The brain runs on sugar, but researchers have understood little about how brain metabolism differs between men and women. And how the brain uses sugar changes as people grow and age.
The study included 205 people – 121 women and 84 men – from 20 years of age to 82.
Participant underwent PET scans to measure the flow of oxygen and glucose in their brains. For each one, the researchers trained a machine-learning algorithm to find a relationship between age and brain metabolism by feeding it the men’s ages and brain metabolism data.
Then, the researchers entered women’s brain metabolism data into the algorithm and directed the program to calculate each woman’s brain age from its metabolism. The algorithm yielded brain ages an average of 3.8 years younger than the women’s chronological ages.

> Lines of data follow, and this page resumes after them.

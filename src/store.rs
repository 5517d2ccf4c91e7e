//! DurableStore trait — the text-by-filename persistence boundary.
//!
//! The registry never touches the filesystem directly; it moves whole text
//! blobs through this trait. [`FsStore`](crate::stores::fs::FsStore) is the
//! production implementation; [`MemStore`](crate::stores::mem::MemStore)
//! backs tests and embedded use.

use crate::error::RegistryError;

/// Pluggable text-blob store keyed by filename.
///
/// Implementations operate on the filename as an opaque key (for `FsStore`,
/// a plain path handed to the OS with no normalization) via blocking I/O.
pub trait DurableStore: Send + Sync {
    /// Read the full contents stored under `filename`.
    fn read(&self, filename: &str) -> Result<String, RegistryError>;

    /// Write `contents` under `filename`, overwriting any existing entry.
    fn write(&self, filename: &str, contents: &str) -> Result<(), RegistryError>;

    /// Whether anything is stored under `filename`.
    fn exists(&self, filename: &str) -> bool;
}
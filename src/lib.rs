//! promptbank — role-keyed system message registry with JSON persistence.
//!
//! A [`MessageRegistry`] owns an in-memory map from role name to
//! [`MessageRecord`] and guarantees a protected `"default"` entry exists at
//! construction. The whole map can be saved to and reloaded from a JSON file
//! through a pluggable [`DurableStore`]; a destructive reload can take an
//! automatic timestamped backup of the outgoing state first.

pub mod error;
pub mod record;
pub mod registry;
pub mod store;
pub mod stores;

// Re-export the core vocabulary so callers can write `promptbank::MessageRegistry`
// etc. without spelling out the sub-module.
pub use error::RegistryError;
pub use record::MessageRecord;
pub use registry::{DEFAULT_ROLE, MessageRegistry};
pub use store::DurableStore;
pub use stores::fs::FsStore;
pub use stores::mem::MemStore;
//! `FsStore` — filesystem-backed [`DurableStore`].
//!
//! Filenames are passed to `std::fs` as plain paths with no normalization;
//! relative names resolve against the process working directory.

use std::fs;
use std::path::Path;

use crate::error::RegistryError;
use crate::store::DurableStore;

#[derive(Debug, Clone, Copy, Default)]
pub struct FsStore;

impl FsStore {
    pub fn new() -> Self {
        Self
    }
}

impl DurableStore for FsStore {
    fn read(&self, filename: &str) -> Result<String, RegistryError> {
        fs::read_to_string(filename)
            .map_err(|e| RegistryError::Storage(format!("cannot read {filename}: {e}")))
    }

    fn write(&self, filename: &str, contents: &str) -> Result<(), RegistryError> {
        fs::write(filename, contents)
            .map_err(|e| RegistryError::Storage(format!("cannot write {filename}: {e}")))
    }

    fn exists(&self, filename: &str) -> bool {
        Path::new(filename).exists()
    }
}
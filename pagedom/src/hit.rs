use crate::element::{Content, Element};
use crate::layout::LayoutResult;

/// Find the deepest clickable element at the given coordinates.
/// Returns None if no clickable element contains the point.
pub fn hit_test(layout: &LayoutResult, root: &Element, x: u16, y: u16) -> Option<String> {
    hit_test_element(layout, root, x, y, &|element| element.clickable)
}

/// Find any element (clickable or not) at the given coordinates.
/// Returns the deepest element containing the point.
pub fn hit_test_any(layout: &LayoutResult, root: &Element, x: u16, y: u16) -> Option<String> {
    hit_test_element(layout, root, x, y, &|_| true)
}

fn hit_test_element(
    layout: &LayoutResult,
    element: &Element,
    x: u16,
    y: u16,
    accept: &dyn Fn(&Element) -> bool,
) -> Option<String> {
    let rect = layout.get(&element.id)?;

    if !rect.contains(x, y) {
        return None;
    }

    // Check children in reverse order (last rendered = on top)
    if let Content::Children(children) = &element.content {
        for child in children.iter().rev() {
            if let Some(id) = hit_test_element(layout, child, x, y, accept) {
                return Some(id);
            }
        }
    }

    if accept(element) {
        Some(element.id.clone())
    } else {
        None
    }
}
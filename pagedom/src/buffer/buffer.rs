use super::Cell;

#[derive(Debug, Clone)]
pub struct Buffer {
    width: u16,
    height: u16,
    cells: Vec<Cell>,
}

impl Buffer {
    pub fn new(width: u16, height: u16) -> Self {
        let cells = vec![Cell::default(); (width as usize) * (height as usize)];
        Self {
            width,
            height,
            cells,
        }
    }

    pub fn width(&self) -> u16 {
        self.width
    }

    pub fn height(&self) -> u16 {
        self.height
    }

    pub fn get(&self, x: u16, y: u16) -> Option<&Cell> {
        self.index(x, y).map(|idx| &self.cells[idx])
    }

    pub fn get_mut(&mut self, x: u16, y: u16) -> Option<&mut Cell> {
        self.index(x, y).map(|idx| &mut self.cells[idx])
    }

    pub fn set(&mut self, x: u16, y: u16, cell: Cell) {
        if let Some(idx) = self.index(x, y) {
            self.cells[idx] = cell;
        }
    }

    fn index(&self, x: u16, y: u16) -> Option<usize> {
        (x < self.width && y < self.height)
            .then(|| (y as usize) * (self.width as usize) + (x as usize))
    }

    /// Text of row `y`, with trailing spaces trimmed.
    pub fn row_text(&self, y: u16) -> String {
        let text: String = (0..self.width)
            .filter_map(|x| self.get(x, y).map(|c| c.char))
            .collect();
        text.trim_end().to_string()
    }

    pub fn diff<'a>(&'a self, other: &'a Buffer) -> impl Iterator<Item = (u16, u16, &'a Cell)> {
        self.cells
            .iter()
            .zip(other.cells.iter())
            .enumerate()
            .filter(|(_, (a, b))| a != b)
            .map(move |(i, (cell, _))| {
                let x = (i % self.width as usize) as u16;
                let y = (i / self.width as usize) as u16;
                (x, y, cell)
            })
    }

    pub fn clear(&mut self) {
        self.cells.fill(Cell::default());
    }
}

In the next step, the researchers performed the analysis in reverse: They trained the algorithm on women’s data and applied it to men’s. This time, it was found that men’s brains were 2.4 years older than their true ages.
The relative youthfulness of women’s brains was detectable even among the youngest participants, who were in their 20s.
“It’s not that men’s brains age faster – they start adulthood about three years older than women, and that persists throughout life,” said Goyal, who is also an assistant professor of neurology and of neuroscience. “What we don’t know is what it means. I think this could mean that the reason women don’t experience as much cognitive decline in later years is that their brains are effectively younger, and we’re currently working on a study to confirm that.”
Older women tend to score better than men of the same age on tests of reason, memory and problem-solving.
The study is reported in Proceedings of the National Academy of Sciences.